Fette Bässe in Halle 6: Die Mobile Electronics, die Sonderschau zu Audio, Video und anderer Elektronik im und am Auto, Motorrad, Boot etc., zieht einen regelrecht magisch an. Hier lässt man sich den Bauch von Bässen massieren, staunt über Autos mit mehr Videoplayern als PS oder probiert die neuesten Navi-Geräte aus. Das sollte man gesehen haben!
Außerdem heute ein Muss:
14 Uhr, Halle 3b bei Honda: Max Neukirchner
mehrmals täglich vor Halle 4: Globe of Speed – verrückte Männer in einer Stahlkugel
Was wären die etablierten Marken ohne die Veredler. Sicher, eine BMW “von der Stange” hat schon ihre Reize. Der Tuner Raul aus dem Saarland macht aber richtige Leckerbissen draus. Zusammen mit dem Oberflächenspezialist Polichrom stellt Raul drei Motorräder auf der Dortmunder Messe aus. Alle Boxer-Motorräder, zwei BMW R 1200 S und eine neue 2010er R 1200 GS, haben nicht nur ein Optik–Paket erhalten, sondern auch Leistung satt.

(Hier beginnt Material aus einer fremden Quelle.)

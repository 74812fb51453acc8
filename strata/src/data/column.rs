//! Column definitions

use super::DataType;
use serde::{Deserialize, Serialize};

/// Column definition
#[derive(Debug, Clone, PartialEq, Serialize, Deserialize)]
pub struct ColumnDef {
    /// Column index within the table (also the column chain index)
    pub idx: u16,
    pub name: String,
    pub data_type: DataType,
    pub nullable: bool,
}

impl ColumnDef {
    pub fn new(idx: u16, name: impl Into<String>, data_type: DataType) -> Self {
        Self {
            idx,
            name: name.into(),
            data_type,
            nullable: true,
        }
    }

    /// Set nullable flag
    pub fn nullable(mut self, nullable: bool) -> Self {
        self.nullable = nullable;
        self
    }

    pub fn to_arrow_field(&self) -> arrow::datatypes::Field {
        arrow::datatypes::Field::new(&self.name, self.data_type.to_arrow(), self.nullable)
    }
}
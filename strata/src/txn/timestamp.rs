//! Monotonic timestamp source

use std::sync::atomic::{AtomicU64, Ordering};

/// Logical timestamp. `0` is never allocated.
pub type Timestamp = u64;

/// Monotonically increasing timestamp allocator
///
/// Passed to whoever needs timestamps instead of living in a global, so tests
/// can start from a known value.
#[derive(Debug)]
pub struct TimestampAllocator {
    next: AtomicU64,
}

impl TimestampAllocator {
    pub fn new() -> Self {
        Self::starting_at(1)
    }

    /// Allocator whose first `next()` returns `ts`
    pub fn starting_at(ts: Timestamp) -> Self {
        Self {
            next: AtomicU64::new(ts.max(1)),
        }
    }

    /// Allocate the next timestamp
    #[inline]
    pub fn next(&self) -> Timestamp {
        self.next.fetch_add(1, Ordering::SeqCst)
    }

}

impl Default for TimestampAllocator {
    fn default() -> Self {
        Self::new()
    }
}

#[cfg(test)]
mod tests {
    use super::*;
    use std::sync::Arc;

    #[test]
    fn test_monotonic() {
        let alloc = TimestampAllocator::starting_at(10);
        assert_eq!(alloc.next(), 10);
        assert_eq!(alloc.next(), 11);
        assert_eq!(alloc.next(), 12);
    }

    #[test]
    fn test_concurrent_unique() {
        let alloc = Arc::new(TimestampAllocator::new());
        let mut all: Vec<Timestamp> = std::thread::scope(|s| {
            let handles: Vec<_> = (0..4)
                .map(|_| {
                    let alloc = alloc.clone();
                    s.spawn(move || (0..1000).map(|_| alloc.next()).collect::<Vec<_>>())
                })
                .collect();
            handles.into_iter().flat_map(|h| h.join().unwrap()).collect()
        });
        all.sort_unstable();
        all.dedup();
        assert_eq!(all.len(), 4000);
    }
}
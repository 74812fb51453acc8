//! Block file capability
//!
//! A block's backing storage receives the resident batch together with the
//! deltas visible at the moment it was written. Deltas are not folded into the
//! batch; readers reapply them.

mod local;
mod mock;

pub use local::{LocalBlockFile, LocalFileFactory};
pub use mock::{MockBlockFile, MockFileFactory};

use std::collections::BTreeMap;
use std::sync::Arc;

use arrow::record_batch::RecordBatch;
use roaring::RoaringBitmap;

use crate::catalog::BlockId;
use crate::txn::Timestamp;
use crate::updates::{BlockDelta, ColumnDelta};
use crate::{Result, Value};

pub trait BlockFile: Send + Sync {
    /// Replace the stored batch and deltas
    fn write_data(
        &self,
        batch: &RecordBatch,
        visible_ts: Timestamp,
        update_masks: &BTreeMap<u16, RoaringBitmap>,
        update_values: &BTreeMap<u16, BTreeMap<u32, Value>>,
        delete_mask: Option<&RoaringBitmap>,
    ) -> Result<()>;

    /// Stored batch, `None` if nothing was ever written
    fn load_data(&self) -> Result<Option<RecordBatch>>;

    /// Deltas stored alongside the batch
    fn load_deltas(&self) -> Result<BlockDelta>;

    /// Make the last write durable
    fn sync(&self) -> Result<()>;

    /// Timestamp the stored deltas were collected at
    fn max_visible(&self) -> Timestamp;

    /// Remove the stored data
    fn destroy(&self) -> Result<()>;
}

/// Opens the backing file of a block; chosen when blocks are constructed
pub trait FileFactory: Send + Sync {
    fn block_file(&self, block: BlockId) -> Result<Arc<dyn BlockFile>>;
}

/// Write a whole `BlockDelta` through a block file
pub fn write_with_delta(
    file: &dyn BlockFile,
    batch: &RecordBatch,
    visible_ts: Timestamp,
    delta: &BlockDelta,
) -> Result<()> {
    file.write_data(
        batch,
        visible_ts,
        &delta.update_masks(),
        &delta.update_values(),
        delta.deletes.as_ref(),
    )
}

pub(crate) fn assemble_delta(
    update_masks: &BTreeMap<u16, RoaringBitmap>,
    update_values: &BTreeMap<u16, BTreeMap<u32, Value>>,
    delete_mask: Option<&RoaringBitmap>,
) -> BlockDelta {
    let mut delta = BlockDelta::default();
    for (col, mask) in update_masks {
        let values = update_values.get(col).cloned().unwrap_or_default();
        delta.columns.insert(*col, ColumnDelta { mask: mask.clone(), values });
    }
    delta.deletes = delete_mask.filter(|m| !m.is_empty()).cloned();
    delta
}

Aber es gibt noch mehr beim BMW-Tuner: Geschäftsführer und Motorradenthusiast Manfred Raul hat sich in den vergangenen Jahren mit Problemen und Schwachpunkten der BMW-Boxer auseinandergesetzt und Lösungen geschaffen. So haben Boxer-Fahrer aus der ganzen Welt die leichten, aber sehr empfindlichen Boxer-Ventildeckel bemängelt, die schon bei einem kleinen „Umfaller“ für das Ende einer Motorrad-Tour sorgen. Dieses bekannte Problem löste Manfred Raul mit optimierten Ventildeckeln, die aus hochfestem Aluminium “aus dem Vollen” gefräst werden. Im Vergleich zu dem Serien-Druckgußdeckel aus einer Magnesiumlegierung hat dieses hochfeste Aluminium die Festigkeit von Stahl – bei 65% weniger Gewicht. Zusätzlich eingefräste Kühlrippen sorgen außerdem für eine bessere Motorkühlung. Ein weiterer Clou sind die wechselbaren Sturzpads aus verschleißfestem Kunststoff. Die Deckel für die 1100er-, 1150er- und 1200er-Modelle (auch HP2) sind in verschiedenen Eloxalfarben erhältlich und können mit Original-Schrauben und Dichtung montiert werden.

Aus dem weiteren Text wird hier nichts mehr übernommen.